### EXERCISE REQUIREMENTS:
Go through the entries below and count the lines where the word "PartialEq" appears; give only the count.

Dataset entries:
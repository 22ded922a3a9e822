//! Transaction and row categories assigned by the classifier.

use serde::{Deserialize, Serialize};
use std::fmt;

/// Semantic category of a whole on-chain transaction.
#[derive(Debug, Clone, Copy, PartialEq, Eq, Hash, PartialOrd, Ord, Serialize, Deserialize)]
#[serde(rename_all = "SCREAMING_SNAKE_CASE")]
pub enum TxCategory {
    /// Only a network fee changed hands.
    FeeOnly,
    TransferIn,
    TransferOut,
    /// Value sent into an external contract that keeps it on our behalf.
    ContractDeposit,
    /// Value received back from an external contract.
    ContractWithdraw,
    Swap,
    /// Collateral wrapped into a receipt token.
    LiquidDeposit,
    /// Receipt token redeemed for its underlying.
    LiquidWithdraw,
    Error,
}

impl TxCategory {
    pub fn as_str(&self) -> &'static str {
        match self {
            TxCategory::FeeOnly => "FEE_ONLY",
            TxCategory::TransferIn => "TRANSFER_IN",
            TxCategory::TransferOut => "TRANSFER_OUT",
            TxCategory::ContractDeposit => "CONTRACT_DEPOSIT",
            TxCategory::ContractWithdraw => "CONTRACT_WITHDRAW",
            TxCategory::Swap => "SWAP",
            TxCategory::LiquidDeposit => "LIQUID_DEPOSIT",
            TxCategory::LiquidWithdraw => "LIQUID_WITHDRAW",
            TxCategory::Error => "ERROR",
        }
    }
}

impl fmt::Display for TxCategory {
    fn fmt(&self, f: &mut fmt::Formatter<'_>) -> fmt::Result {
        f.write_str(self.as_str())
    }
}

/// Semantic category of a single transfer row.
#[derive(Debug, Clone, Copy, PartialEq, Eq, Hash, PartialOrd, Ord, Serialize, Deserialize)]
#[serde(rename_all = "SCREAMING_SNAKE_CASE")]
pub enum RowCategory {
    NoTransfer,
    InitialDeposit,
    PaymentIn,
    PaymentOut,
    InternalTransferIn,
    InternalTransferOut,
    NftIn,
    NftOut,
    ContractDepositOut,
    ContractWithdrawIn,
    SwapIn,
    SwapOut,
    LiquidDepositIn,
    LiquidDepositOut,
    LiquidWithdrawIn,
    LiquidWithdrawOut,
    Error,
}

impl RowCategory {
    pub fn as_str(&self) -> &'static str {
        match self {
            RowCategory::NoTransfer => "NO_TRANSFER",
            RowCategory::InitialDeposit => "INITIAL_DEPOSIT",
            RowCategory::PaymentIn => "PAYMENT_IN",
            RowCategory::PaymentOut => "PAYMENT_OUT",
            RowCategory::InternalTransferIn => "INTERNAL_TRANSFER_IN",
            RowCategory::InternalTransferOut => "INTERNAL_TRANSFER_OUT",
            RowCategory::NftIn => "NFT_IN",
            RowCategory::NftOut => "NFT_OUT",
            RowCategory::ContractDepositOut => "CONTRACT_DEPOSIT_OUT",
            RowCategory::ContractWithdrawIn => "CONTRACT_WITHDRAW_IN",
            RowCategory::SwapIn => "SWAP_IN",
            RowCategory::SwapOut => "SWAP_OUT",
            RowCategory::LiquidDepositIn => "LIQUID_DEPOSIT_IN",
            RowCategory::LiquidDepositOut => "LIQUID_DEPOSIT_OUT",
            RowCategory::LiquidWithdrawIn => "LIQUID_WITHDRAW_IN",
            RowCategory::LiquidWithdrawOut => "LIQUID_WITHDRAW_OUT",
            RowCategory::Error => "ERROR",
        }
    }
}

impl fmt::Display for RowCategory {
    fn fmt(&self, f: &mut fmt::Formatter<'_>) -> fmt::Result {
        f.write_str(self.as_str())
    }
}
//! Per-row accounting output.

use crate::domain::{Decimal, RowCategory, RowKey, Transfer, TxCategory};
use serde::{Deserialize, Serialize};

/// Cost and gain/loss recorded for one transfer row.
#[derive(Debug, Clone, PartialEq, Eq, Serialize, Deserialize)]
pub struct RowOutcome {
    pub row_key: RowKey,
    pub row_category: RowCategory,
    pub tx_category: TxCategory,
    /// Cost basis removed from the ledger by this row.
    pub cost: Decimal,
    /// Realized gain (positive) or loss (negative).
    pub gain_loss: Decimal,
    /// Cost basis of the native asset spent on the network fee.
    pub fee_cost: Decimal,
    /// Fee fiat value minus `fee_cost`.
    pub fee_gain_loss: Decimal,
}

impl RowOutcome {
    pub fn new(row_key: RowKey, row_category: RowCategory, tx_category: TxCategory) -> Self {
        Self {
            row_key,
            row_category,
            tx_category,
            cost: Decimal::zero(),
            gain_loss: Decimal::zero(),
            fee_cost: Decimal::zero(),
            fee_gain_loss: Decimal::zero(),
        }
    }
}

/// An input row returned alongside its outcome.
#[derive(Debug, Clone, PartialEq, Eq)]
pub struct AnnotatedTransfer {
    pub transfer: Transfer,
    pub outcome: RowOutcome,
}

### SOLUTION:
4